Canadienne cattle are a breed that originated in Canada. They are also known as La Canadienne, Black Canadian, Canadian, and French Canadian cattle. The Canadienne is the only dairy breed of cattle developed in North America.

Description:

Canadienne cattle’s major advantage over other breeds is that they are better adapted to the environmental conditions of east-central Canada than other breeds. For example, the cattle do not require expensive imported food or intensive management. The cows are small, long-lived, and very docile in nature.
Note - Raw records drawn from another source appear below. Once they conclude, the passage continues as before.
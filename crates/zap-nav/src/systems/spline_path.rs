// systems/spline_path.rs
//
// Plays a TimedSpline back on a mover: camera fly-throughs and scripted paths.
//
// Usage:
//   let spline = TimedSpline::looping(keys, 12.0)?;
//   let mut camera = SplinePathController::new(spline);
//   camera.update(dt, &mut camera_body);

use glam::Vec3;
use crate::api::traits::Movable;
use crate::interp::{SplineSample, TimedSpline};

#[derive(Debug, Clone)]
pub struct SplinePathController {
    spline: TimedSpline,
    /// Unwrapped playback time; the spline normalizes it on sampling.
    elapsed: f32,
    rate: f32,
    playing: bool,
    last: Option<SplineSample>,
}

impl SplinePathController {
    pub fn new(spline: TimedSpline) -> Self {
        let elapsed = spline.start_time();
        Self {
            spline,
            elapsed,
            rate: 1.0,
            playing: true,
            last: None,
        }
    }

    /// Playback speed multiplier (1.0 = real time).
    pub fn with_rate(mut self, rate: f32) -> Self {
        self.rate = rate;
        self
    }

    pub fn spline(&self) -> &TimedSpline {
        &self.spline
    }

    pub fn elapsed(&self) -> f32 {
        self.elapsed
    }

    /// The most recent sample written to the mover.
    pub fn last_sample(&self) -> Option<&SplineSample> {
        self.last.as_ref()
    }

    pub fn pause(&mut self) {
        self.playing = false;
    }

    pub fn resume(&mut self) {
        self.playing = true;
    }

    pub fn is_playing(&self) -> bool {
        self.playing
    }

    /// Jump to a playback time.
    pub fn seek(&mut self, time: f32) {
        self.elapsed = time;
        self.last = None;
    }

    /// A one-shot spline is finished once playback reaches its last time code
    /// and that point has been written to the mover.
    pub fn is_finished(&self) -> bool {
        !self.spline.is_looping() && self.elapsed >= self.spline.end_time() && self.last.is_some()
    }

    pub fn update(&mut self, dt: f32, mover: &mut dyn Movable) {
        if !self.playing {
            return;
        }
        if self.is_finished() {
            mover.set_velocity(Vec3::ZERO);
            return;
        }

        self.elapsed += dt * self.rate;
        if let Some(period) = self.spline.period() {
            // Keep the clock bounded on long loops.
            let start = self.spline.start_time();
            if self.elapsed - start >= period {
                self.elapsed = start + (self.elapsed - start).rem_euclid(period);
            }
        }

        let from = mover.position();
        let sample = self.spline.sample(self.elapsed);
        mover.set_position(sample.position);
        if let Some(orientation) = sample.orientation {
            mover.set_orientation(orientation);
        }
        if dt > 0.0 {
            mover.set_velocity((sample.position - from) / dt);
        }
        if self.is_finished() {
            log::debug!("spline playback finished at t={:.2}", self.elapsed);
        }
        self.last = Some(sample);
    }
}

#[cfg(test)]
mod tests {
    use super::*;
    use crate::api::types::{AgentId, WaypointId};
    use crate::components::body::Body;
    use crate::core::waypoint::Waypoint;

    fn keys() -> Vec<Waypoint> {
        [Vec3::ZERO, Vec3::new(4.0, 0.0, 0.0), Vec3::new(4.0, 4.0, 0.0), Vec3::new(0.0, 4.0, 0.0)]
            .into_iter()
            .enumerate()
            .map(|(i, p)| Waypoint::timed(WaypointId(i as u32), p, i as f32))
            .collect()
    }

    #[test]
    fn one_shot_finishes_at_last_key() {
        let mut body = Body::new(AgentId(1));
        let mut camera = SplinePathController::new(TimedSpline::new(keys()).unwrap());

        for _ in 0..40 {
            camera.update(0.1, &mut body);
        }

        assert!(camera.is_finished());
        assert!(body.position.distance(Vec3::new(0.0, 4.0, 0.0)) < 1e-4);
        assert_eq!(body.velocity, Vec3::ZERO);
    }

    #[test]
    fn single_key_is_written_before_finishing() {
        let key = Waypoint::timed(WaypointId(0), Vec3::new(3.0, 0.0, 0.0), 0.0);
        let mut body = Body::new(AgentId(1));
        let mut camera = SplinePathController::new(TimedSpline::new(vec![key]).unwrap());
        assert!(!camera.is_finished());

        camera.update(0.1, &mut body);
        assert!(camera.is_finished());
        assert!(body.position.distance(Vec3::new(3.0, 0.0, 0.0)) < 1e-5);

        camera.update(0.1, &mut body);
        assert_eq!(body.velocity, Vec3::ZERO);
    }

    #[test]
    fn seek_past_end_lands_on_last_key() {
        let mut body = Body::new(AgentId(1));
        let mut camera = SplinePathController::new(TimedSpline::new(keys()).unwrap());
        camera.update(0.1, &mut body);

        camera.seek(10.0);
        assert!(!camera.is_finished());
        camera.update(0.1, &mut body);
        assert!(camera.is_finished());
        assert!(body.position.distance(Vec3::new(0.0, 4.0, 0.0)) < 1e-4);
    }

    #[test]
    fn loop_keeps_playing() {
        let mut body = Body::new(AgentId(1));
        let mut camera = SplinePathController::new(TimedSpline::looping(keys(), 4.0).unwrap());

        for _ in 0..100 {
            camera.update(0.1, &mut body);
        }

        assert!(!camera.is_finished());
        assert!(camera.elapsed() < 4.0);
        assert!(body.position.is_finite());
    }

    #[test]
    fn pause_and_rate() {
        let mut body = Body::new(AgentId(1));
        let mut camera = SplinePathController::new(TimedSpline::new(keys()).unwrap()).with_rate(2.0);

        camera.update(0.5, &mut body);
        assert!((camera.elapsed() - 1.0).abs() < 1e-6);
        assert!(body.position.distance(Vec3::new(4.0, 0.0, 0.0)) < 1e-4);

        camera.pause();
        camera.update(0.5, &mut body);
        assert!((camera.elapsed() - 1.0).abs() < 1e-6);
    }
}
They produce large quantities of quality milk, relative to their body size. Their meat tends to be lean. Canadienne cattle are pale in color when they are born. As they become older, however, they become dark brown or black in color. The muzzles, sides, udders or scrotums, of adults, however, remain lighter in color.

History:

The Canadienne breed developed from cattle that were sent from France to the then French colony of New France in the St. Lawrence River Valley (now part of the province of Quebec). The earliest cattle sent to the colony came from the north-western French province of Normandy between 1608 and 1610. Later on more cattle were sent to Canada from the French provinces of Brittany and Gascony.

It is not clear what breeds of cattle were sent from France. It seems that a variety of different types of breeds were sent to New France. In New France no effort was made to maintain the distinctions between the different cattle breeds sent to the colony from France. Instead all of the French cattle were bred together, with an emphasis on hardiness for local conditions.
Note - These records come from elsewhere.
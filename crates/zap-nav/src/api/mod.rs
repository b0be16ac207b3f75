pub mod config;
pub mod error;
pub mod traits;
pub mod types;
New France became a melting pot for the different breeds of cattle imported from France in the 17th century. At the same time, the cattle population of New France became largely isolated from outside cattle populations after the end of importations from France. This led the emergence of a distinctive cattle breed that came to be known as “Canadienne”.

In the first half of the 19th century the Canadienne was one of the most prevalent breeds of cattle in Canada, particularly in Lower Canada (what is now the province of Quebec). After the middle of the 19th century, officials began to encourage farmers to adopt new breeds or to cross their Canadienne cattle with bigger imported breeds.

In the late 19th century efforts were made to protect the breed. In 1895 the French Canadian Cattle Breeders’ Association was formed. Today most Canadienne cattle herds and breeders are found in the province of Quebec.